Friday, Aug. 08, 1969
Victims of the Fall
THE stock market's $100 billion decline since mid-May has wounded every kind of investor--amateur and professional, neophyte and veteran, racy speculator and wary conservative. The psyche has been hurt as badly as the pocketbook, and the pain of loss is sharpened by the thought of what might have been. Though every investment is a risk, more investors than usual are furious at their brokers for having talked them out of selling last spring, when they could have cashed in rich profits.
Thurmond Shaddix, a bank clerk in Atlanta, bought the stock of a machinery-parts manufacturer, Breeze Corporations, at 20. When the shares hit 37 in May, he asked his broker if he should sell. The broker advised holding for larger gains. The price has since dropped to about 14, giving Shaddix a 30% loss on an investment that once showed an 85% profit. "I'm really burned about that one," says Shaddix, who also has a small loss in some blue chips.
Sour Tips. Quite a few investors protest too much. "I'm wiped out, man," says Larry Thomas, 26, an Atlanta insurance agent. In fact, he has a profit. The computer stock that he bought at 12 on a tip from a friend now sells at about 141, and his $9,600 initial investment is worth around $11,600. That, however, is less than one-third of the $37,600 he counted on paper last spring, when the stock briefly touched 47.
For others, the losses are all too genuine. A Portland, Ore., printer borrowed heavily to buy a new issue of a computer manufacturer at 5. When the stock dropped to 21, his loan was called, forcing him to sell. Altogether, he lost about half of his $2,000 investment. Sylvan Fry, 53, a manufacturer's agent, began investing for the first time last winter, buying oil, chemical and computer issues. On paper he has already lost $6,500 of the $11,400 that he started with. George Ratliff Jr., 39, a Pittsburgh steel-company engineer, began 1969 with a portfolio worth $16,900, has seen its value drop $2,500. He describes himself as a "fundamentalist" who invests only in securities that he thinks offer sound values. Among his losses: $1,000 in Gulf & Western convertible bonds that he bought because he considered them "a perfect hedge against a falling market."
The professionals have fared no better. George Miller, senior vice president of the San Francisco firm that manages the $544 million Commonwealth Group of Mutual Funds, encourages his analysts to invest with their own cash. "Virtually without ex ception, they are losing money now," he reports. Dr. Shannon Pratt, director of the Portland (Ore.) State University Investment Analysis Center, estimates that the value of his own stocks has dropped 23% since May--a period during which the Dow-Jones industrial average has gone down 15%. He invests largely in over-the-counter stocks, which rose faster than most listed shares during the bull market but dropped more sharply during the current slide. A young stock salesman for a San Francisco brokerage house is so discouraged by his own losses that he says, "I don't think I'll ever buy any stock again."

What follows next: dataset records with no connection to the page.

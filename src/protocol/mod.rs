use serde::{Deserialize, Serialize};
use web_time::Duration;

pub mod transfer_state;
pub use transfer_state::*;

pub mod fs_date;
pub use fs_date::*;

pub mod simple_cli;

pub mod session;
pub use session::*;

pub mod load;
pub use load::*;

pub mod save;
pub use save::*;

pub mod examine;
pub use examine::*;

pub mod object_info;
pub use object_info::*;

pub mod notify;


use crate::com::{Driver, EconetEvent, EventQueue, ResponseMatcher};
use crate::{EconetError, EconetResult, ProtocolOptions};

pub const FS_CONTROL_BYTE: u8 = 0x80;
pub const FS_PORT: u8 = 0x99;
pub const DEFAULT_REPLY_PORT: u8 = 0x90;

pub const FUNC_CLI: u8 = 0x00;
pub const FUNC_SAVE: u8 = 0x01;
pub const FUNC_LOAD: u8 = 0x02;
pub const FUNC_EXAMINE: u8 = 0x03;
pub const FUNC_OBJECT_INFO: u8 = 0x12;

/// Directories the server has open for the current session.
#[derive(Debug, Clone, Copy, Default, PartialEq, Eq, Serialize, Deserialize)]
pub struct DirectoryHandles {
    pub user_root: u8,
    pub current: u8,
    pub library: u8,
}

impl DirectoryHandles {
    pub fn new(user_root: u8, current: u8, library: u8) -> Self {
        Self { user_root, current, library }
    }
}

/// `[reply_port, function_code, user_root, current, library] ++ data`
pub fn standard_tx_message(reply_port: u8, function_code: u8, handles: &DirectoryHandles, data: &[u8]) -> Vec<u8> {
    let mut msg = Vec::with_capacity(5 + data.len());
    msg.extend_from_slice(&[reply_port, function_code, handles.user_root, handles.current, handles.library]);
    msg.extend_from_slice(data);
    msg
}

pub fn strip_crs(text: &str) -> String {
    text.replace('\r', "")
}

/// Decodes a reply payload the server sent as (CR-terminated) text.
pub fn reply_text(data: &[u8]) -> String {
    strip_crs(&String::from_utf8_lossy(data))
}

#[derive(Debug, Clone, PartialEq, Eq)]
pub struct ServerReply {
    pub control_byte: u8,
    pub port: u8,
    pub command_code: u8,
    pub result_code: u8,
    pub data: Vec<u8>,
}

impl ServerReply {
    /// Decodes a fileserver reply; the data frame needs its 6-byte header.
    pub fn from_event(event: EconetEvent, station: u8, what: &str) -> EconetResult<Self> {
        let EconetEvent::RxTransmit(rx) = event else {
            return Err(EconetError::UnexpectedResponse {
                station,
                what: what.to_string(),
            });
        };
        if rx.scout_frame.len() < 6 || rx.data_frame.len() < 6 {
            return Err(EconetError::malformed(
                station,
                format!("{what} reply too short ({} bytes)", rx.data_frame.len()),
            ));
        }
        Ok(Self {
            control_byte: rx.scout_frame[4],
            port: rx.scout_frame[5],
            command_code: rx.data_frame[4],
            result_code: rx.data_frame[5],
            data: rx.data_frame[6..].to_vec(),
        })
    }

    pub fn is_success(&self) -> bool {
        self.result_code == 0
    }

    /// Fails with the server's message when the result code is non-zero.
    pub fn check(self, operation: &'static str) -> EconetResult<Self> {
        if self.is_success() {
            Ok(self)
        } else {
            Err(EconetError::ProtocolRejection {
                operation,
                result_code: self.result_code,
                message: reply_text(&self.data),
            })
        }
    }
}

/// A fileserver on the network together with the engine tunables used to talk to it.
#[derive(Debug, Clone)]
pub struct FileServer {
    pub station: u8,
    pub network: u8,
    pub options: ProtocolOptions,
}

impl FileServer {
    pub fn new(station: u8) -> Self {
        Self::with_options(station, ProtocolOptions::default())
    }

    pub fn with_options(station: u8, options: ProtocolOptions) -> Self {
        Self { station, network: 0, options }
    }

    pub fn reply_matcher(&self, control_byte: Option<u8>, ports: &[u8]) -> ResponseMatcher {
        ResponseMatcher::new(self.station, self.network, control_byte, ports)
    }

    pub(crate) fn reply_timeout(&self) -> Duration {
        Duration::from_millis(self.options.reply_timeout_ms)
    }

    /// Sends a request to the fileserver port under the fileserver control byte.
    pub(crate) fn send_request(&self, driver: &mut Driver, msg: &[u8], what: &str) -> EconetResult<()> {
        driver.transmit(self.station, self.network, FS_CONTROL_BYTE, FS_PORT, msg, what)
    }

    pub(crate) fn wait_for_reply(&self, driver: &mut Driver, queue: &EventQueue, timeout: Duration, what: &str) -> EconetResult<ServerReply> {
        let event = driver.queue_wait(queue, timeout, what)?;
        ServerReply::from_event(event, self.station, what)
    }

    /// Registers a reply queue, transmits `msg` and waits for the single reply.
    pub(crate) fn exchange(&self, driver: &mut Driver, control_byte: Option<u8>, msg: &[u8], what: &str) -> EconetResult<ServerReply> {
        self.exchange_within(driver, control_byte, msg, self.reply_timeout(), what)
    }

    pub(crate) fn exchange_within(&self, driver: &mut Driver, control_byte: Option<u8>, msg: &[u8], timeout: Duration, what: &str) -> EconetResult<ServerReply> {
        let matcher = self.reply_matcher(control_byte, &[self.options.reply_port]);
        driver.with_queue(matcher, |driver, queue| {
            self.send_request(driver, msg, what)?;
            self.wait_for_reply(driver, queue, timeout, what)
        })
    }

    /// Runs a `*` command (function code 0) and returns the successful reply.
    pub fn execute_cli_command(&self, driver: &mut Driver, command: &str, handles: &DirectoryHandles) -> EconetResult<ServerReply> {
        log::debug!("station {}: {command}", self.station);
        let msg = standard_tx_message(self.options.reply_port, FUNC_CLI, handles, format!("{command}\r").as_bytes());
        let reply = self.exchange(driver, Some(FS_CONTROL_BYTE), &msg, "command")?;
        reply.check("Command")
    }
}

pub(crate) fn percent(done: usize, total: usize) -> usize {
    if total == 0 {
        100
    } else {
        done * 100 / total
    }
}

Growing Worry. Anxieties are growing among investors who are old enough to remember the 1929 crash and the Depression. A 49-year-old Akron trucking executive has lost only $1,000 on a $20,000 investment in four blue chips--U.S. Steel, Ohio Edison, Goodyear and Standard Oil (Ohio). "But I had a fear of the market from the start," he says. "So do most people who saw their families struggle through the Depression. Now I feel like digging a hole in the backyard and burying the dough."
There is little such fear on the part of younger people. They are members of the confident generation, which has known only good times. Many investors are heeding brokers' advice to hold on and ride out the difficult period. "Hell, I've got no choice," says an Akron rubber-company executive who early this year sold all his previous holdings and put the proceeds into Nuclear Corporation of America at 5 and Aero-Flow Dynamics at 14. Last week Nuclear sold as low as 41 and Aero-Flow dipped under 12. Says the executive: "I can't sell. I can't afford the loss." Besides, he adds, "The market is bound to start up--maybe this week. I would go back into the market right now if I only had some money."
A few investors missed the market slide. An Atlanta woman sold her stocks in May and put the $23,000 proceeds into underdeveloped land. "I won't have to worry about it every day," she says. Thomas H. Chmielewski, 29, a business planner at General Electric in Manhattan, has minimized his losses by buying in the Japanese stock market as well as on Wall Street. Last spring he put $6,000 into Nomura Securities Co., an investment banking house, and $4,000 into Ikegai Iron Works, a machine-tool company. Ikegai has risen slightly; Nomura declined, but nowhere near as much as the U.S. securities that Chmielewski holds.